Once you find the line with "source from configuration" in the entries below, return exactly every line from it through the line with "struct DebugFactory;".

---------- PROVIDED ENTRIES ----------

//! Plugin-based factory registry
//!
//! Backends and event sources are registered by name at startup, so the
//! daemon never hardcodes which registries or runtimes exist.
//!
//! ## Registration
//!
//! Adapter crates expose a `register` function:
//!
//! ```rust,ignore
//! // In creg-backend-consul
//! pub fn register(registry: &PluginRegistry) {
//!     registry.register_backend("consul", Box::new(ConsulFactory));
//! }
//! ```
//!
//! The daemon then creates instances from configuration:
//!
//! ```rust,ignore
//! let registry = PluginRegistry::new();
//! creg_backend_consul::register(&registry);
//!
//! for backend in &config.backends {
//!     let backend = registry.create_backend(backend, &config)?;
//! }
//! ```

use crate::config::{BackendConfig, CregConfig, SourceConfig};
use crate::driver::DebugBackend;
use crate::error::{Error, Result};
use crate::labels::Eligibility;
use crate::traits::{Backend, BackendFactory, EventSource, EventSourceFactory};
use std::collections::HashMap;
use std::sync::{PoisonError, RwLock};

/// Registry of backend and event source factories
///
/// Uses interior mutability so adapter crates can register through a shared
/// reference.
#[derive(Default)]
pub struct PluginRegistry {
    backends: RwLock<HashMap<String, Box<dyn BackendFactory>>>,
    sources: RwLock<HashMap<String, Box<dyn EventSourceFactory>>>,
}

impl PluginRegistry {
    /// Create an empty registry
    pub fn new() -> Self {
        Self::default()
    }

    /// Create a registry with the built-in `debug` backend
    pub fn with_builtins() -> Self {
        let registry = Self::new();
        registry.register_backend("debug", Box::new(DebugFactory));
        registry
    }

    /// Register a backend factory under a type name (e.g. "consul")
    pub fn register_backend(&self, name: impl Into<String>, factory: Box<dyn BackendFactory>) {
        let mut backends = self.backends.write().unwrap_or_else(PoisonError::into_inner);
        backends.insert(name.into(), factory);
    }

    /// Register an event source factory under a type name (e.g. "docker")
    pub fn register_source(&self, name: impl Into<String>, factory: Box<dyn EventSourceFactory>) {
        let mut sources = self.sources.write().unwrap_or_else(PoisonError::into_inner);
        sources.insert(name.into(), factory);
    }

    /// Create a backend from configuration
    ///
    /// # Returns
    ///
    /// - `Ok(Box<dyn Backend>)`: Created backend
    /// - `Err(Error)`: Type not registered, or the factory rejected the config
    pub fn create_backend(
        &self,
        config: &BackendConfig,
        global: &CregConfig,
    ) -> Result<Box<dyn Backend>> {
        let backend_type = config.type_name();
        let backends = self.backends.read().unwrap_or_else(PoisonError::into_inner);

        let factory = backends
            .get(backend_type)
            .ok_or_else(|| Error::config(format!("Unknown backend type: {}", backend_type)))?;

        factory.create(config, global)
    }

    /// Create an event source from configuration
    pub fn create_source(
        &self,
        config: &SourceConfig,
        eligibility: &Eligibility,
    ) -> Result<Box<dyn EventSource>> {
        let source_type = config.type_name();
        let sources = self.sources.read().unwrap_or_else(PoisonError::into_inner);

        let factory = sources
            .get(source_type)
            .ok_or_else(|| Error::config(format!("Unknown source type: {}", source_type)))?;

        factory.create(config, eligibility)
    }

    /// Registered backend type names, sorted
    pub fn list_backends(&self) -> Vec<String> {
        let backends = self.backends.read().unwrap_or_else(PoisonError::into_inner);
        let mut names: Vec<String> = backends.keys().cloned().collect();
        names.sort();
        names
    }

    /// Registered source type names, sorted
    pub fn list_sources(&self) -> Vec<String> {
        let sources = self.sources.read().unwrap_or_else(PoisonError::into_inner);
        let mut names: Vec<String> = sources.keys().cloned().collect();
        names.sort();
        names
    }

    /// Check if a backend type is registered
    pub fn has_backend(&self, name: &str) -> bool {
        let backends = self.backends.read().unwrap_or_else(PoisonError::into_inner);
        backends.contains_key(name)
    }

    /// Check if a source type is registered
    pub fn has_source(&self, name: &str) -> bool {
        let sources = self.sources.read().unwrap_or_else(PoisonError::into_inner);
        sources.contains_key(name)
    }
}

struct DebugFactory;

impl BackendFactory for DebugFactory {
    fn create(&self, config: &BackendConfig, global: &CregConfig) -> Result<Box<dyn Backend>> {
        match config {
            BackendConfig::Debug { .. } => Ok(Box::new(DebugBackend::new(
                config.name(),
                global.labels.clone(),
            ))),
            other => Err(Error::config(format!(
                "debug factory cannot build a {} backend",
                other.type_name()
            ))),
        }
    }
}

#[cfg(test)]
mod tests {
    use super::*;

    #[test]
    fn builtins_include_debug() {
        let registry = PluginRegistry::with_builtins();

        assert!(registry.has_backend("debug"));
        assert!(!registry.has_backend("consul"));
        assert_eq!(registry.list_backends(), vec!["debug".to_string()]);
        assert!(registry.list_sources().is_empty());
    }

    #[test]
    fn creates_named_debug_backend() {
        let registry = PluginRegistry::with_builtins();
        let global = CregConfig::new("node1", "10.0.0.5");
        let config = BackendConfig::Debug {
            name: Some("trace".to_string()),
        };

        let backend = registry.create_backend(&config, &global).unwrap();
        assert_eq!(backend.name(), "trace");
    }

    #[test]
    fn unknown_type_is_a_config_error() {
        let registry = PluginRegistry::new();
        let global = CregConfig::new("node1", "10.0.0.5");
        let config = BackendConfig::Debug { name: None };

        let err = registry.create_backend(&config, &global).err().unwrap();
        assert!(err.to_string().contains("Unknown backend type: debug"));
    }
}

----------

*SOLVED PROBLEM*.
    /// Create an event source from configuration
    pub fn create_source(
        &self,
        config: &SourceConfig,
        eligibility: &Eligibility,
    ) -> Result<Box<dyn EventSource>> {
        let source_type = config.type_name();
        let sources = self.sources.read().unwrap_or_else(PoisonError::into_inner);

        let factory = sources
            .get(source_type)
            .ok_or_else(|| Error::config(format!("Unknown source type: {}", source_type)))?;

        factory.create(config, eligibility)
    }

    /// Registered backend type names, sorted
    pub fn list_backends(&self) -> Vec<String> {
        let backends = self.backends.read().unwrap_or_else(PoisonError::into_inner);
        let mut names: Vec<String> = backends.keys().cloned().collect();
        names.sort();
        names
    }

    /// Registered source type names, sorted
    pub fn list_sources(&self) -> Vec<String> {
        let sources = self.sources.read().unwrap_or_else(PoisonError::into_inner);
        let mut names: Vec<String> = sources.keys().cloned().collect();
        names.sort();
        names
    }

    /// Check if a backend type is registered
    pub fn has_backend(&self, name: &str) -> bool {
        let backends = self.backends.read().unwrap_or_else(PoisonError::into_inner);
        backends.contains_key(name)
    }

    /// Check if a source type is registered
    pub fn has_source(&self, name: &str) -> bool {
        let sources = self.sources.read().unwrap_or_else(PoisonError::into_inner);
        sources.contains_key(name)
    }
}

struct DebugFactory;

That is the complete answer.